*** Opening of Data provided ***

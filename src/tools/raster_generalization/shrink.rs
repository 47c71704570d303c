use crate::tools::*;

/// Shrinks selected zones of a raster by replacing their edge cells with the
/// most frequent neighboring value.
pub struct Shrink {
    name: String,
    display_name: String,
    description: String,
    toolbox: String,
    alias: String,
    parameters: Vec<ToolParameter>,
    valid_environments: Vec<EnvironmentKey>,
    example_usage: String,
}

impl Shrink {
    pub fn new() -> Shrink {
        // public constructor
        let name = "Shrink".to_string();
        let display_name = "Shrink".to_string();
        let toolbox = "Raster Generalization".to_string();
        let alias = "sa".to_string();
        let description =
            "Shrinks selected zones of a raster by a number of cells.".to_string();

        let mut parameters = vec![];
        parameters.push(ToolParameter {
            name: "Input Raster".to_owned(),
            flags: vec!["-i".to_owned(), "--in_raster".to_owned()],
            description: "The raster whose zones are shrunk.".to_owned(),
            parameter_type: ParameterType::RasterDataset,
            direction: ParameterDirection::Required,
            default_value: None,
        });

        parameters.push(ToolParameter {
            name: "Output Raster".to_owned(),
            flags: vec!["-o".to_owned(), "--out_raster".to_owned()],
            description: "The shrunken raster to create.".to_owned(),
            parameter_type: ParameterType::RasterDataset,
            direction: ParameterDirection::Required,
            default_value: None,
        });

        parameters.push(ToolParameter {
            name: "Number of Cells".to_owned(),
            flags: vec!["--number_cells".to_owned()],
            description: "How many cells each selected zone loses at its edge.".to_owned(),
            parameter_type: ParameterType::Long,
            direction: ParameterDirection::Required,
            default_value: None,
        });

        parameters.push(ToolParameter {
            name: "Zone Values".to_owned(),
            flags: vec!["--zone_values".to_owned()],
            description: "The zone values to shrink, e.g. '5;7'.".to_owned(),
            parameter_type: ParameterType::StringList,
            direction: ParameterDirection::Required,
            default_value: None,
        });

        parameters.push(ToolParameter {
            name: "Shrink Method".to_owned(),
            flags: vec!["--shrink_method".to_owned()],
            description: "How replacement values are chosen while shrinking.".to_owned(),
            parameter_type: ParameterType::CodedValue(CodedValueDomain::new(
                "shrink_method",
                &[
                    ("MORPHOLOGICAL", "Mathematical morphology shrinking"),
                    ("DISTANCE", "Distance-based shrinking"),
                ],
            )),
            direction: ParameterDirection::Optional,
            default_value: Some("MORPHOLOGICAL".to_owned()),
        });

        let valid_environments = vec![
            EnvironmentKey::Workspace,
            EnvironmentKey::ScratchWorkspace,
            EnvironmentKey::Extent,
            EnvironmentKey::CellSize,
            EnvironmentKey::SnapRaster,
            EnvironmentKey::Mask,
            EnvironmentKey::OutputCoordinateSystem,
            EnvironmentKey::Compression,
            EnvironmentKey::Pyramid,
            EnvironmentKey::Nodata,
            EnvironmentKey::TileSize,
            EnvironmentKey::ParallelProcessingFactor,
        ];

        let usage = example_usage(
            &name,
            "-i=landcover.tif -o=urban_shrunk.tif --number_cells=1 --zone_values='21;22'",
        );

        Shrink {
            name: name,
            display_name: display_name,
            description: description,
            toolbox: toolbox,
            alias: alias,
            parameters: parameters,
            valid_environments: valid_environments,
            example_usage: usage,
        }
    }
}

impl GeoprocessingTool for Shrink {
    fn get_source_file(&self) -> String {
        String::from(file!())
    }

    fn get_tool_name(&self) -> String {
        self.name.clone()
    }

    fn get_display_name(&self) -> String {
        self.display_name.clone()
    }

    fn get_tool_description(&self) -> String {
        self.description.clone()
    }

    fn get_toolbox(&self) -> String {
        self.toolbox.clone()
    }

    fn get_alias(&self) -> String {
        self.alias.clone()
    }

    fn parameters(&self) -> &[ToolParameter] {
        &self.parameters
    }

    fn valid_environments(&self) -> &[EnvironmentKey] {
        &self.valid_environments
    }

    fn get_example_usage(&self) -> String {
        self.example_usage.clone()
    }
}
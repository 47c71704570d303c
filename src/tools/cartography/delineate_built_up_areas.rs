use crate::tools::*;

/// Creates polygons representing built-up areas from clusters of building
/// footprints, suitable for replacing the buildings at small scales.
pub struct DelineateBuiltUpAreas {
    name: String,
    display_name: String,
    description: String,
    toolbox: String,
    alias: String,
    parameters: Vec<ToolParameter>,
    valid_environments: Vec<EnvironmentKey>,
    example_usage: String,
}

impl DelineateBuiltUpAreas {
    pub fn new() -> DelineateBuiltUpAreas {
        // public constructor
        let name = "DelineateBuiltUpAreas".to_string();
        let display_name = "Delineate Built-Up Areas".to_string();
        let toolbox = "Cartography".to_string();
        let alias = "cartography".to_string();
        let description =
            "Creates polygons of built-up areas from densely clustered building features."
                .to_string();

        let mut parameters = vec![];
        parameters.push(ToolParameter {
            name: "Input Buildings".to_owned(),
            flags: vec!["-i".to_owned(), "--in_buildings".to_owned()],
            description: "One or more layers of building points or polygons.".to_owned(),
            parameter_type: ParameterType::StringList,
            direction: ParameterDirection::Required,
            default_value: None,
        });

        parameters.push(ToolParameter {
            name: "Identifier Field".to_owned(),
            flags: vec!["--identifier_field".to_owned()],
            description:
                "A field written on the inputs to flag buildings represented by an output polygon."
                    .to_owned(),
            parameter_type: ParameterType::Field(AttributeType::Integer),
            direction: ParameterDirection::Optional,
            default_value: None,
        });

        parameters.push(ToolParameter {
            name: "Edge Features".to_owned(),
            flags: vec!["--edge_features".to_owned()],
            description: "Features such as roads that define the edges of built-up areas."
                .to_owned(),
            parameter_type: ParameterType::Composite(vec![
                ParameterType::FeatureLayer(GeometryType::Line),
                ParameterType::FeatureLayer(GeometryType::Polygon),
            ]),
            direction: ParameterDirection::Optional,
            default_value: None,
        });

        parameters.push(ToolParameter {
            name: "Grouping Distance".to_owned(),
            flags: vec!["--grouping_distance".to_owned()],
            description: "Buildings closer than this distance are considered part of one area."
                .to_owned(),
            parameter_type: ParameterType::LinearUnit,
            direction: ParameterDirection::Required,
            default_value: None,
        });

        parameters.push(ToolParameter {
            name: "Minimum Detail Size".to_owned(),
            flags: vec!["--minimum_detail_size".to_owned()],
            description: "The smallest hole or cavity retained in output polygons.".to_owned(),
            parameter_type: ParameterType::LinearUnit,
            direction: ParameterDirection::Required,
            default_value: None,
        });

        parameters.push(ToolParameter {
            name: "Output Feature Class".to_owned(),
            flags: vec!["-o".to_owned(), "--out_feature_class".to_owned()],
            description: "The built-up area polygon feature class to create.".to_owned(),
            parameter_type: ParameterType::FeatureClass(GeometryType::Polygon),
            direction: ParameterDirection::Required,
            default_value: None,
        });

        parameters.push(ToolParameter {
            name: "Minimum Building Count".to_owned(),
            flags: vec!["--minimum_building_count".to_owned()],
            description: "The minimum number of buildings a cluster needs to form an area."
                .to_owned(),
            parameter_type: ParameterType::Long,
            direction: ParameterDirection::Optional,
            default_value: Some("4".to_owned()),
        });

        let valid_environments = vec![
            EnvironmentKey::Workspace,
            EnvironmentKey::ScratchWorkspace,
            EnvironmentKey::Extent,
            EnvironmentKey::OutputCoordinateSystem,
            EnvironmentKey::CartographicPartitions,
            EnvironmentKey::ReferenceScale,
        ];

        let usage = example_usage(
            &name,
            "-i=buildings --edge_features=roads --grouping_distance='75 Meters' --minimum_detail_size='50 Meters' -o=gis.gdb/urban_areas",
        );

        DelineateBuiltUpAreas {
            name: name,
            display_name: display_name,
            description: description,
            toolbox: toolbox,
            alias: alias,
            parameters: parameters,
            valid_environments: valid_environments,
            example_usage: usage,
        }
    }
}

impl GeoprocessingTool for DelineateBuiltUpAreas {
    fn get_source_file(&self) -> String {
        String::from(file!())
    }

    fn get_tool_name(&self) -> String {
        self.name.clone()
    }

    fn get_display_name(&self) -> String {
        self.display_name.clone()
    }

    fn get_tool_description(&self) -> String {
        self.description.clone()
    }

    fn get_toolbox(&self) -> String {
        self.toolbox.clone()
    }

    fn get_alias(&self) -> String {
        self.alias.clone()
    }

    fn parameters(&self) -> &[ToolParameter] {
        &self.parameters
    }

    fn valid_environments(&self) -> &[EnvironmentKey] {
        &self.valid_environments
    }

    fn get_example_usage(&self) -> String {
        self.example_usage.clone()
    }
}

*** Close of Data provided ***

_Try it:_ A complete answer gives every line of the records holding "Shrinks".

_Result of the exercise:_
/// Shrinks selected zones of a raster by replacing their edge cells with the
            "Shrinks selected zones of a raster by a number of cells.".to_string();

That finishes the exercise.